An Irish traditional music session is a gathering of musicians--most often in a pub--playing traditional tunes and singing traditional songs. The session can been rightly understood as one manifestation of the music's social element: while many Irish musicians obviously play concerts and record CD's, the session is, and has always been, the place where people come together to share tunes, tell stories and enjoy one another's company.
"Which instruments are played in a session?"
An Irish traditional music session can consist of any combination of musicians playing traditional instruments, such as: fiddle, flute, accordion, concertina, whistle, pipes, guitar, bodhran, bozouki, mandola.
"How does a session work? Are the musicians just improvising?"
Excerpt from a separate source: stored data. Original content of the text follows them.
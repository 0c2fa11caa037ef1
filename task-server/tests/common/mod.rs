#![allow(dead_code)]

use migration::MigratorTrait;
use sea_orm::{Database, DatabaseConnection};
use std::sync::Arc;
use testcontainers_modules::testcontainers::runners::AsyncRunner;
use testcontainers_modules::{postgres, testcontainers};

/// Test context backed by a throwaway PostgreSQL container.
pub struct TestContext {
    // Dropping the container stops the database, so it lives as long as the context.
    pub container: testcontainers::ContainerAsync<postgres::Postgres>,
    pub db: Arc<DatabaseConnection>,
}

pub async fn setup() -> anyhow::Result<TestContext> {
    // Allow multiple calls to init for tests.
    let _ = tracing_subscriber::fmt().with_test_writer().try_init();
    let container = setup_container().await?;
    let db = setup_db(&container).await?;
    Ok(TestContext {
        container,
        db: Arc::new(db),
    })
}

pub async fn setup_container() -> anyhow::Result<testcontainers::ContainerAsync<postgres::Postgres>>
{
    let container = postgres::Postgres::default().start().await?;
    Ok(container)
}

pub async fn setup_db(
    container: &testcontainers::ContainerAsync<postgres::Postgres>,
) -> anyhow::Result<DatabaseConnection> {
    let host = container.get_host().await?;
    let port = container.get_host_port_ipv4(5432).await?;
    let db_url = format!("postgres://postgres:postgres@{}:{}/postgres", host, port);
    let db = Database::connect(&db_url).await?;
    migration::Migrator::up(&db, None).await?;
    Ok(db)
}
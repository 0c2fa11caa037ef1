use sea_orm_migration::prelude::*;
use sea_orm_migration::schema::*;

#[derive(DeriveMigrationName)]
pub struct Migration;

#[async_trait::async_trait]
impl MigrationTrait for Migration {
    async fn up(&self, manager: &SchemaManager) -> Result<(), DbErr> {
        manager
            .create_table(
                Table::create()
                    .table(Tasks::Table)
                    .if_not_exists()
                    .col(pk_auto(Tasks::Id))
                    .col(text(Tasks::Title))
                    .col(text(Tasks::CreatedAt))
                    .col(text_null(Tasks::UpdatedAt))
                    .to_owned(),
            )
            .await
    }

    async fn down(&self, manager: &SchemaManager) -> Result<(), DbErr> {
        manager
            .drop_table(Table::drop().table(Tasks::Table).to_owned())
            .await
    }
}

#[derive(DeriveIden)]
enum Tasks {
    Table,
    Id,
    Title,
    CreatedAt,
    UpdatedAt,
}
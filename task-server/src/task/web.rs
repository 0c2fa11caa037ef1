use askama::Template;
use axum::{
    Form, Router,
    extract::{
        Query, State,
        rejection::{FormRejection, QueryRejection},
    },
    http::{HeaderName, HeaderValue, StatusCode},
    response::{Html, IntoResponse, Response},
    routing::{any, get, post},
};
use serde::Deserialize;
use std::sync::Arc;

use crate::task::{Task, TaskService, TaskServiceError};

#[derive(Debug, Deserialize)]
pub struct TitleForm {
    title: Option<String>,
}

/// Query string of the task routes. `title` is read when the body carries none.
#[derive(Debug, Deserialize)]
pub struct TaskQuery {
    id: Option<String>,
    title: Option<String>,
}

#[derive(Debug)]
pub struct TaskState {
    pub db: Arc<sea_orm::DatabaseConnection>,
}

/// Error type for task handler operations.
///
/// Every variant is answered with a plain-text body carrying its message.
#[derive(Debug, thiserror::Error)]
pub enum TaskError {
    /// The request was missing a required value or carried one that could not be parsed.
    #[error("{0}")]
    Validation(String),
    /// A statement against the tasks table failed.
    #[error("failed to {action}: {source}")]
    Storage {
        action: &'static str,
        #[source]
        source: TaskServiceError,
    },
    /// Represents an error during template rendering.
    #[error("failed to execute template: {0}")]
    Render(#[from] askama::Error),
}

impl TaskError {
    fn from_service(action: &'static str, err: TaskServiceError) -> Self {
        match err {
            TaskServiceError::EmptyTitle => {
                TaskError::Validation(format!("failed to validate form: {err}"))
            }
            TaskServiceError::Database(_) => TaskError::Storage {
                action,
                source: err,
            },
        }
    }

    fn status_code(&self) -> StatusCode {
        match self {
            TaskError::Validation(_) => StatusCode::BAD_REQUEST,
            TaskError::Storage { .. } | TaskError::Render(_) => StatusCode::INTERNAL_SERVER_ERROR,
        }
    }
}

impl IntoResponse for TaskError {
    fn into_response(self) -> Response {
        let status_code = self.status_code();
        if status_code.is_server_error() {
            tracing::error!(error = %self, "request failed");
        } else {
            tracing::warn!(error = %self, "request rejected");
        }
        (status_code, self.to_string()).into_response()
    }
}

/// The page shell. Bound without tasks it renders an empty container that
/// loads `/tasks`; bound with tasks it renders the list itself.
#[derive(Template)]
#[template(path = "index.html")]
struct IndexTemplate {
    tasks: Option<Vec<Task>>,
}

impl IndexTemplate {
    pub fn new(tasks: Option<Vec<Task>>) -> Self {
        Self { tasks }
    }
}

fn parse_query(query: Result<Query<TaskQuery>, QueryRejection>) -> Result<TaskQuery, TaskError> {
    query
        .map(|Query(query)| query)
        .map_err(|err| TaskError::Validation(format!("failed to parse query: {err}")))
}

/// Extracts the `id` query parameter as a task ID.
fn parse_id(query: &TaskQuery) -> Result<i32, TaskError> {
    let id = query
        .id
        .as_deref()
        .filter(|id| !id.is_empty())
        .ok_or_else(|| TaskError::Validation("failed to get id: empty string".to_string()))?;
    // `u32::from_str` tolerates a leading `+`; ids are plain digits only.
    if id.starts_with('+') {
        return Err(TaskError::Validation(
            "failed to parse id: invalid digit found in string".to_string(),
        ));
    }
    let id = id
        .parse::<u32>()
        .map_err(|err| TaskError::Validation(format!("failed to parse id: {err}")))?;
    i32::try_from(id).map_err(|err| TaskError::Validation(format!("failed to parse id: {err}")))
}

/// Resolves the submitted title: the body's `title` field wins, then the query's.
///
/// A body that is not form-encoded counts as an empty form.
fn parse_title(
    query: &TaskQuery,
    form: Result<Form<TitleForm>, FormRejection>,
) -> Result<String, TaskError> {
    let body_title = match form {
        Ok(Form(form)) => form.title,
        Err(FormRejection::InvalidFormContentType(_)) => None,
        Err(err) => {
            return Err(TaskError::Validation(format!(
                "failed to parse form: {err}"
            )));
        }
    };
    Ok(body_title
        .or_else(|| query.title.clone())
        .unwrap_or_default())
}

fn refresh_task_list() -> Response {
    (
        StatusCode::OK,
        [(
            HeaderName::from_static("hx-trigger"),
            HeaderValue::from_static("get-tasks"),
        )],
    )
        .into_response()
}

/// Handler for `/` that renders the page shell.
#[tracing::instrument]
async fn index_handler() -> Result<Html<String>, TaskError> {
    let template = IndexTemplate::new(None);
    template.render().map(Html).map_err(TaskError::from)
}

/// Handler for `/tasks` that renders every task.
#[tracing::instrument(skip(state))]
async fn list_tasks_handler(State(state): State<Arc<TaskState>>) -> Result<Html<String>, TaskError> {
    let task_service = TaskService::new(&state.db);
    let tasks = task_service
        .get_all_tasks()
        .await
        .map_err(|err| TaskError::from_service("get tasks", err))?;
    let template = IndexTemplate::new(Some(tasks));
    template.render().map(Html).map_err(TaskError::from)
}

/// Handler for `/task/create`.
#[tracing::instrument(skip(state))]
async fn create_task_handler(
    State(state): State<Arc<TaskState>>,
    query: Result<Query<TaskQuery>, QueryRejection>,
    form: Result<Form<TitleForm>, FormRejection>,
) -> Result<Response, TaskError> {
    let query = parse_query(query)?;
    let title = parse_title(&query, form)?;
    let task_service = TaskService::new(&state.db);
    task_service
        .create_task(&title)
        .await
        .map_err(|err| TaskError::from_service("create task", err))?;
    Ok(refresh_task_list())
}

/// Handler for `/task/edit?id=<id>`.
#[tracing::instrument(skip(state))]
async fn edit_task_handler(
    State(state): State<Arc<TaskState>>,
    query: Result<Query<TaskQuery>, QueryRejection>,
    form: Result<Form<TitleForm>, FormRejection>,
) -> Result<Response, TaskError> {
    let query = parse_query(query)?;
    let id = parse_id(&query)?;
    let title = parse_title(&query, form)?;
    let task_service = TaskService::new(&state.db);
    let updated = task_service
        .edit_task_by_id(id, &title)
        .await
        .map_err(|err| TaskError::from_service("edit task", err))?;
    if updated == 0 {
        tracing::info!(id, "no task matched the edit");
    }
    Ok(refresh_task_list())
}

/// Handler for `/task/delete?id=<id>`.
#[tracing::instrument(skip(state))]
async fn delete_task_handler(
    State(state): State<Arc<TaskState>>,
    query: Result<Query<TaskQuery>, QueryRejection>,
) -> Result<Response, TaskError> {
    let query = parse_query(query)?;
    let id = parse_id(&query)?;
    let task_service = TaskService::new(&state.db);
    let deleted = task_service
        .delete_task_by_id(id)
        .await
        .map_err(|err| TaskError::from_service("delete task", err))?;
    if deleted == 0 {
        tracing::info!(id, "no task matched the delete");
    }
    Ok(refresh_task_list())
}

/// Creates and returns the task router with the page shell and all task routes.
pub fn create_task_router(state: Arc<TaskState>) -> Router {
    Router::new()
        .route("/", get(index_handler))
        .route("/tasks", get(list_tasks_handler))
        .route("/task/create", post(create_task_handler))
        .route("/task/edit", any(edit_task_handler))
        .route("/task/delete", any(delete_task_handler))
        .with_state(state)
}
//! # Site Host
//!
//! 中英（阿拉伯语）双语建筑公司站点的宿主层，建立在 `page-transition` 之上。
//!
//! ## 组成
//!
//! - [`config`]：站点配置（语言、帧率、挂载延迟、过渡配置）
//! - [`pages`]：页面与多语言文案
//! - [`header`]：导航链接与语言切换器
//! - [`shell`]：平滑滚动外壳，拥有内容根节点
//! - [`text_reveal`]：等过渡结束后逐词揭示文字
//! - [`script`]：命令行导航脚本
//! - [`app`]：装配与驱动

pub mod app;
pub mod config;
pub mod error;
pub mod header;
pub mod pages;
pub mod script;
pub mod shell;
pub mod text_reveal;

pub use app::{Site, StepReport};
pub use config::SiteConfig;
pub use error::{SiteError, SiteResult};
pub use header::{LanguageOption, LanguageSwitcher, NavItem};
pub use pages::{Page, PageLink};
pub use script::{Step, demo_steps, parse_steps};
pub use shell::SmoothScrollShell;
pub use text_reveal::TextReveal;
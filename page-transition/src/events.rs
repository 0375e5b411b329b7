//! # Events 模块
//!
//! 过渡协议的事件轨迹。每条事件同时写入 `EventLog` 和 tracing，
//! 测试用日志断言顺序，运行时用日志排查问题。

use std::cell::RefCell;
use std::fmt;

use crate::catalogue::TransitionKind;

/// 过渡事件
#[derive(Debug, Clone, PartialEq, Eq)]
pub enum TransitionEvent {
    /// 过渡进行中又点了链接，被忽略
    ActivationIgnored { href: String },
    /// 退出动画开始
    ExitStarted(TransitionKind),
    /// 退出动画结束（找不到内容节点时跳过）
    ExitCompleted(TransitionKind),
    /// 内容节点锁定在退出终态并预置进入初态
    StateLocked(TransitionKind),
    /// 已等待两帧渲染
    FramesPainted,
    /// 路由已跳转
    Navigated { pathname: String },
    /// 进入动画开始
    EnterStarted(TransitionKind),
    /// 等待内容节点超时
    EnterTimedOut(TransitionKind),
    /// 非过渡导航
    PlainNavigation { pathname: String },
    /// 过渡结束
    Settled,
}

impl fmt::Display for TransitionEvent {
    fn fmt(&self, f: &mut fmt::Formatter<'_>) -> fmt::Result {
        match self {
            Self::ActivationIgnored { href } => write!(f, "activation-ignored {href}"),
            Self::ExitStarted(kind) => write!(f, "exit-started {kind}"),
            Self::ExitCompleted(kind) => write!(f, "exit-completed {kind}"),
            Self::StateLocked(kind) => write!(f, "state-locked {kind}"),
            Self::FramesPainted => f.write_str("frames-painted"),
            Self::Navigated { pathname } => write!(f, "navigated {pathname}"),
            Self::EnterStarted(kind) => write!(f, "enter-started {kind}"),
            Self::EnterTimedOut(kind) => write!(f, "enter-timed-out {kind}"),
            Self::PlainNavigation { pathname } => write!(f, "plain-navigation {pathname}"),
            Self::Settled => f.write_str("settled"),
        }
    }
}

/// 事件日志
#[derive(Debug, Default)]
pub struct EventLog {
    events: RefCell<Vec<TransitionEvent>>,
}

impl EventLog {
    pub fn new() -> Self {
        Self::default()
    }

    /// 记录事件
    pub fn record(&self, event: TransitionEvent) {
        match &event {
            TransitionEvent::ActivationIgnored { .. } | TransitionEvent::EnterTimedOut(_) => {
                tracing::info!(%event, "过渡事件");
            }
            _ => tracing::debug!(%event, "过渡事件"),
        }
        self.events.borrow_mut().push(event);
    }

    pub fn snapshot(&self) -> Vec<TransitionEvent> {
        self.events.borrow().clone()
    }

    pub fn len(&self) -> usize {
        self.events.borrow().len()
    }

    pub fn is_empty(&self) -> bool {
        self.events.borrow().is_empty()
    }

    pub fn clear(&self) {
        self.events.borrow_mut().clear();
    }

    /// 取出已记录的事件并清空
    pub fn drain(&self) -> Vec<TransitionEvent> {
        std::mem::take(&mut *self.events.borrow_mut())
    }

    /// 每行一条事件
    pub fn render(&self) -> String {
        self.events
            .borrow()
            .iter()
            .map(ToString::to_string)
            .collect::<Vec<_>>()
            .join("\n")
    }
}
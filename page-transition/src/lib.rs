//! # Page Transition
//!
//! 站点路由切换时的页面过渡编排库。
//!
//! ## 架构概述
//!
//! `page-transition` 把一次"带动画的导航"拆成两半：
//!
//! ```text
//! LinkInterceptor                Router              PostNavigationHandler
//!   │ start()                      │                        │
//!   │ play_exit ... await          │                        │
//!   │ 锁定退出终态 / 预置进入初态   │                        │
//!   │ 等待两帧                     │                        │
//!   │──── push(path) ────────────►│──── pathname 变化 ───►│
//!   │                              │                        │ 等待内容节点（有超时）
//!   │                              │                        │ play_enter
//!   │                              │                        │ end()
//! ```
//!
//! 两半之间只通过 `TransitionStore`（当前效果）和
//! `TransitionContext`（`is_transitioning` / `transition_done`）交流。
//!
//! ## 核心类型
//!
//! - [`PageTransitions`]：构建一次、到处共享的服务集合
//! - [`TransitionKind`]：过渡效果标识，[`Catalogue`] 提供对应关键帧和动画
//! - [`TransitionContext`]：播放状态，二次动画用 `wait_until_done` 做门闸
//! - [`LinkInterceptor`] / [`PostNavigationHandler`]：导航前后两半
//!
//! ## 使用示例
//!
//! ```ignore
//! let document = Rc::new(Document::new());
//! let router = Rc::new(Router::new(Location::new(Locale::En, "/")));
//! let transitions = PageTransitions::new(TransitionConfig::default(), document, router);
//! let handler = transitions.mount_handler()?;
//!
//! let link = TransitionLink::new("/about").with_transition(TransitionKind::DoorSwing);
//! tokio::select! {
//!     _ = transitions.run(&handler) => {}
//!     _ = transitions.interceptor().activate(&link, &ClickEvent::new()) => {}
//! }
//! ```
//!
//! ## 模块结构
//!
//! - [`animation`]：补间动画系统
//! - [`style`]：关键帧与视觉样式
//! - [`document`]：元素与文档
//! - [`frame`]：帧循环
//! - [`catalogue`]：过渡效果目录
//! - [`overlay`]：色块遮罩
//! - [`store`] / [`context`]：过渡状态
//! - [`interceptor`] / [`handler`]：导航前后
//! - [`router`]：带语言前缀的路由
//! - [`config`]：配置
//! - [`error`]：错误类型定义

pub mod animation;
pub mod catalogue;
pub mod config;
pub mod context;
pub mod document;
pub mod error;
pub mod events;
pub mod frame;
pub mod handler;
pub mod interceptor;
pub mod overlay;
pub mod router;
pub mod runtime;
pub mod scope;
pub mod store;
pub mod style;

// 重导出核心类型
pub use animation::{
    Animatable, AnimationEvent, AnimationSystem, Completion, EasingFunction, ObjectId, Tween,
};
pub use catalogue::{Catalogue, Timing, TransitionKind, TransitionSpec};
pub use config::{OverlayConfig, TransitionConfig};
pub use context::{PlayState, TransitionContext, use_page_transition};
pub use document::{DisplayMode, Document, Element};
pub use error::{AnimationError, ConfigError, TransitionError, TransitionResult};
pub use events::{EventLog, TransitionEvent};
pub use frame::FrameLoop;
pub use handler::{NavigationOutcome, PostNavigationHandler};
pub use interceptor::{Activation, ClickEvent, IgnoreReason, LinkInterceptor, TransitionLink};
pub use overlay::Overlay;
pub use router::{Locale, Location, Router, normalize_pathname};
pub use runtime::PageTransitions;
pub use scope::Scope;
pub use store::TransitionStore;
pub use style::{KeyframeState, TransformOrigin, VisualStyle};

#[cfg(test)]
mod tests {
    use super::*;
    use std::rc::Rc;

    #[test]
    fn test_public_api_accessible() {
        let document = Rc::new(Document::new());
        let router = Rc::new(Router::new(Location::new(Locale::En, "/")));
        let transitions = PageTransitions::new(TransitionConfig::default(), document, router);

        let _handler = transitions.mount_handler().unwrap();
        let _link = TransitionLink::new("/about").with_transition(TransitionKind::DoorSwing);
        assert_eq!(transitions.context().state(), PlayState::default());
        assert_eq!(transitions.store().default_kind(), TransitionKind::RotateScale);
    }

    #[test]
    fn test_handler_mounts_once() {
        let document = Rc::new(Document::new());
        let router = Rc::new(Router::new(Location::new(Locale::En, "/")));
        let transitions = PageTransitions::new(TransitionConfig::default(), document, router);

        let first = transitions.mount_handler().unwrap();
        assert_eq!(
            transitions.mount_handler().unwrap_err(),
            TransitionError::HandlerAlreadyMounted
        );

        drop(first);
        assert!(transitions.mount_handler().is_ok());
    }
}
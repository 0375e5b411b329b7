//! # xtask
//!
//! 本仓库的本地门禁：
//!
//! - `check-all`: fmt、clippy、test 依次执行，任一失败即停止
//! - `cov-core`: page-transition 的 llvm-cov 覆盖率报告
//! - `config-check [path]`: 解析并校验 config/ 下的配置文件

use std::path::{Path, PathBuf};
use std::process::{Command, ExitCode};

use page_transition::TransitionConfig;
use site_host::SiteConfig;
use walkdir::WalkDir;

/// 过渡配置文件后缀
const TRANSITION_SUFFIX: &str = ".transition.json";
/// 站点配置文件名
const SITE_CONFIG_NAME: &str = "site.json";

/// 执行一条 cargo 子命令，非零退出视为失败
fn cargo(args: &[&str]) -> anyhow::Result<()> {
    let line = format!("cargo {}", args.join(" "));
    eprintln!("\n==> {line}");
    let status = Command::new("cargo").args(args).status()?;
    anyhow::ensure!(status.success(), "{line} 失败（{status}）");
    Ok(())
}

fn main() -> ExitCode {
    match dispatch(std::env::args().skip(1).collect()) {
        Ok(()) => ExitCode::SUCCESS,
        Err(e) => {
            eprintln!("xtask error: {e:#}");
            ExitCode::FAILURE
        }
    }
}

fn dispatch(args: Vec<String>) -> anyhow::Result<()> {
    let sub = args.first().map(String::as_str).unwrap_or("help");
    match sub {
        "check-all" => {
            cargo(&["fmt", "--all", "--", "--check"])?;
            cargo(&["clippy", "--workspace", "--all-targets"])?;
            cargo(&["test", "--workspace"])?;
        }
        "cov-core" => {
            if cargo(&["llvm-cov", "--version"]).is_err() {
                anyhow::bail!(
                    "需要 cargo-llvm-cov：cargo install cargo-llvm-cov && rustup component add llvm-tools-preview"
                );
            }
            cargo(&["llvm-cov", "-p", "page-transition", "--html"])?;
            eprintln!("\n报告: target/llvm-cov/html/index.html");
        }
        "config-check" => config_check(args.get(1).map(String::as_str))?,
        "help" | "-h" | "--help" => print_help(),
        other => anyhow::bail!("未知的 xtask 子命令: {other}"),
    }
    Ok(())
}

fn print_help() {
    eprintln!(
        r#"用法: cargo run -p xtask -- <command>

  check-all             fmt、clippy、test
  cov-core              page-transition 覆盖率
  config-check [path]   校验配置，默认检查 config/

config-check 识别两类文件：
  *.transition.json     过渡配置
  site.json             站点配置（含内嵌过渡配置）
"#
    );
}

//=============================================================================
// config-check 命令实现
//=============================================================================

/// 配置文件类别
#[derive(Debug, Clone, Copy, PartialEq, Eq)]
enum ConfigKind {
    Transition,
    Site,
}

impl ConfigKind {
    fn of(path: &Path) -> Option<Self> {
        let name = path.file_name()?.to_str()?;
        if name.ends_with(TRANSITION_SUFFIX) {
            Some(Self::Transition)
        } else if name == SITE_CONFIG_NAME {
            Some(Self::Site)
        } else {
            None
        }
    }
}

/// 执行配置检查
fn config_check(path: Option<&str>) -> anyhow::Result<()> {
    let root = PathBuf::from(path.unwrap_or("config"));
    if !root.exists() {
        anyhow::bail!(
            "路径不存在: {}\n请在 workspace 根目录运行，或指定配置路径",
            root.display()
        );
    }

    let files = collect_config_files(&root);
    if files.is_empty() {
        eprintln!("未找到配置文件（*{TRANSITION_SUFFIX} 或 {SITE_CONFIG_NAME}）");
        return Ok(());
    }

    eprintln!("==> 检查 {} 个配置文件...\n", files.len());

    let mut errors = 0;
    for (file, kind) in &files {
        match check_config_file(file, *kind) {
            Ok(()) => eprintln!("[OK]    {}", file.display()),
            Err(e) => {
                eprintln!("[ERROR] {}: {}", file.display(), e);
                errors += 1;
            }
        }
    }

    eprintln!("─────────────────────────────────────────────────────");
    if errors > 0 {
        eprintln!("❌ {} 个文件有错误", errors);
        anyhow::bail!("配置检查发现错误");
    }
    eprintln!("✅ 检查通过，无错误");
    Ok(())
}

/// 收集路径下的配置文件，单个文件直接返回
fn collect_config_files(root: &Path) -> Vec<(PathBuf, ConfigKind)> {
    let mut files: Vec<(PathBuf, ConfigKind)> = WalkDir::new(root)
        .into_iter()
        .filter_map(|e| e.ok())
        .filter(|e| e.file_type().is_file())
        .filter_map(|e| {
            let path = e.into_path();
            ConfigKind::of(&path).map(|kind| (path, kind))
        })
        .collect();
    files.sort_by(|a, b| a.0.cmp(&b.0));
    files
}

/// 解析并校验单个配置文件
fn check_config_file(file: &Path, kind: ConfigKind) -> anyhow::Result<()> {
    match kind {
        ConfigKind::Transition => TransitionConfig::read(file)?.validate()?,
        ConfigKind::Site => SiteConfig::read(file)?.validate()?,
    }
    Ok(())
}

#[cfg(test)]
mod tests {
    use super::*;

    #[test]
    fn test_config_kind_by_name() {
        assert_eq!(
            ConfigKind::of(Path::new("config/default.transition.json")),
            Some(ConfigKind::Transition)
        );
        assert_eq!(
            ConfigKind::of(Path::new("config/site.json")),
            Some(ConfigKind::Site)
        );
        assert_eq!(ConfigKind::of(Path::new("config/notes.json")), None);
    }

    #[test]
    fn test_unknown_subcommand_fails() {
        assert!(dispatch(vec!["cov-workspace".to_string()]).is_err());
        assert!(dispatch(vec!["help".to_string()]).is_ok());
    }

    #[test]
    fn test_bundled_configs_are_valid() {
        let root = Path::new(env!("CARGO_MANIFEST_DIR")).join("../../config");
        let files = collect_config_files(&root);
        assert!(!files.is_empty());
        for (file, kind) in &files {
            check_config_file(file, *kind).unwrap();
        }
    }
}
There is, indeed, a structure to an Irish traditional music session. In fact, there is very little improvisation involved. Typically there is a lead musician in every session, and she/he will often start off most of the tune sets. Tunes, whether they be reels (in 4/4 time), jigs (6/8 time), hornpipes or marches, are strung together--usually in groups of three or four. If other musicians sitting at the session know the tunes, they play along. The guitar, bozouki or mandola will usually play the chord structure of the tune, while melody instruments will play the tune melody itself. There are an estimated 20,000 Irish traditional tunes, and new ones are being composed all the time, so any given session truly has infinite musical possibilities! Occasionally there will be a break in the tune sets for a song or a limerick to be performed.
"Does dancing ever accompany sessions?"
Irish traditional music has always been a dance music. Different tune types, such as the reel and the jig, have their respective dance steps. Furthermore, just as the music is diverse from county to county within Ireland, so are the dance steps. A crucial event in the history of Irish traditional music was the Public Dance Halls Act of 1934. The Irish National Government, working hand in hand with the Catholic Church, decided that public house dances in rural Ireland--filled as they were with laughing, socializing and physical contact between men and women--were sites of misconduct and immorality, and banned all forms of public dancing. Traditional music had been dealt a severe blow, and it then declined for a number of years until Sean O'Riada emerged in the 1950's to revive the tradition. The late fiddler Junior Crehan describes the feeling people experienced after the Dance Halls Act:
"It was this loneliness that I felt most of all; there was no one to swap tunes with, very few to talk about music, and the flag floors were silent. In corners, in attics, and on shelves, fiddles and flutes lay gathering spiders and cobwebs. There was no heart to play and I remember finding it a struggle to take down the fiddle and play a few tunes to oblige a neighbour. There seemed to be no point in it; the music was slipping away in spite of us."
Fortunately, the music did revive, and today Irish traditional music enjoys tremendous popularity around the world. There continue to be many dance competitions and festivals, and the dance tradition has been given a big boost by the success of shows such as Riverdance and Lord of the Dance. Most often, dance only accompanies session music if someone spontaneously decides to perform a step upon the floor, but the Irish dancing, instrumental music and song tradition have thrived in their own ways within the past several years. In fact, whether you find yourself in rural County Clare, San Francisco, Barcelona or Cape Town, chances are you will find a session on at least one night a week in the local Irish pub!